Growing winter wheat for the 2024 harvest was a very frustrating farming experience- for those who did get to grow it.
Horrendously tough autumn establishment conditions and relentless spring rain had already tested crops’ resilience, and low early summer sunshine levels leading to modest grain filling conditions meant mediocre yields and a poor outcome.
This experience followed on from the high disease pressure and tough harvest weather of the 2023 season – so a high-cost crop to grow and a high-cost harvest could describe it. The bountiful, barn-busting wheat crop of summer 2022 has naturally been fading from the memory after such recent experiences.
Winter wheat is a tough crop to grow successfully in Ireland and some of our best cereal farmers across the south of the country have made the very pragmatic decision in recent decades that it’s not the crop for them.
But Irish farms can consistently grow some of the highest wheat yields in the world – when things go right with soil, crop and weather – and many cereal farmers locally are still very motivated to grow high yielding wheat crops. And yes, you can think 14-15t/ha as a best field yield – it’s possible!
Costs
Costs are a big factor in cereal production since 2022 and wheat is the highest cost cereal crop. ‘Low’ input winter wheat production is lower cost but is also lower yielding, so invariably lower profit and also lower quality – it was my PhD thesis topic back in the day – and the fundamentals driving this have not changed. In fact they are more stark in 2025 in favour of higher inputs.

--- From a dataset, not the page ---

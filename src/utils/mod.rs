// Utilities shared by the resolver and the session

pub mod paths;

pub use paths::{descriptor_path, resource_dir, schema_name};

Why? The secret of winter wheat production in a cool, moist climate is to fully exploit its very high genetic potential on good land. The approach is simple: minimise all the limiting factors you have under your control. A farmer has control of crop density, crop nutrition and crop protection and all three need to be done properly and professionally.
Disease control
Disease control is a key part of wheat production in our climate and it’s not easy – it’s tricky and challenging. Reduced fungicide sensitivity to septoria is a reality of the last 10-15 years and thi, combined with the loss of chlorothalonil, makes things difficult.

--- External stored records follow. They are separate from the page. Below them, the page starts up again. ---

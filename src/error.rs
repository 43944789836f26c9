// Error types for environment failures
//
// Shape problems in schema source never become errors; they degrade to
// missing roots or empty lists. Only file system and JSON problems end up here.

use std::path::PathBuf;
use thiserror::Error;

#[derive(Debug, Error)]
pub enum LensError {
    #[error("Failed to read '{path}': {source}")]
    Io {
        path: PathBuf,
        #[source]
        source: std::io::Error,
    },

    #[error("Invalid JSON in '{path}': {source}")]
    Json {
        path: PathBuf,
        #[source]
        source: serde_json::Error,
    },

    #[error("Descriptor '{0}' has no ModifiedOnUtc timestamp")]
    MissingTimestamp(PathBuf),

    #[error("Invalid configuration: {0}")]
    Config(#[from] serde_json::Error),

    #[error("Failed to load grammar: {0}")]
    Grammar(String),

    #[error("Edit {start}..{end} does not fit a document of {len} bytes")]
    InvalidEdit { start: usize, end: usize, len: usize },
}

impl LensError {
    pub fn io(path: impl Into<PathBuf>, source: std::io::Error) -> Self {
        LensError::Io {
            path: path.into(),
            source,
        }
    }

    pub fn json(path: impl Into<PathBuf>, source: serde_json::Error) -> Self {
        LensError::Json {
            path: path.into(),
            source,
        }
    }
}

pub type Result<T> = std::result::Result<T, LensError>;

Also, varieties being grown currently and into the future in Ireland are all best described as moderately susceptible to the disease (it’s fair to term them as moderately resistant too).
So what makes for a good fungicide programme? It’s four sprays for wheat sown before mid-October, with a T0 and three well-timed T1 to T3 sprays at classical timings.
Each spray is important and each from T1 to T3 is a proper treatment. Otherwise it’s unnecessary and uncalculated risk-taking with yield quality and profit.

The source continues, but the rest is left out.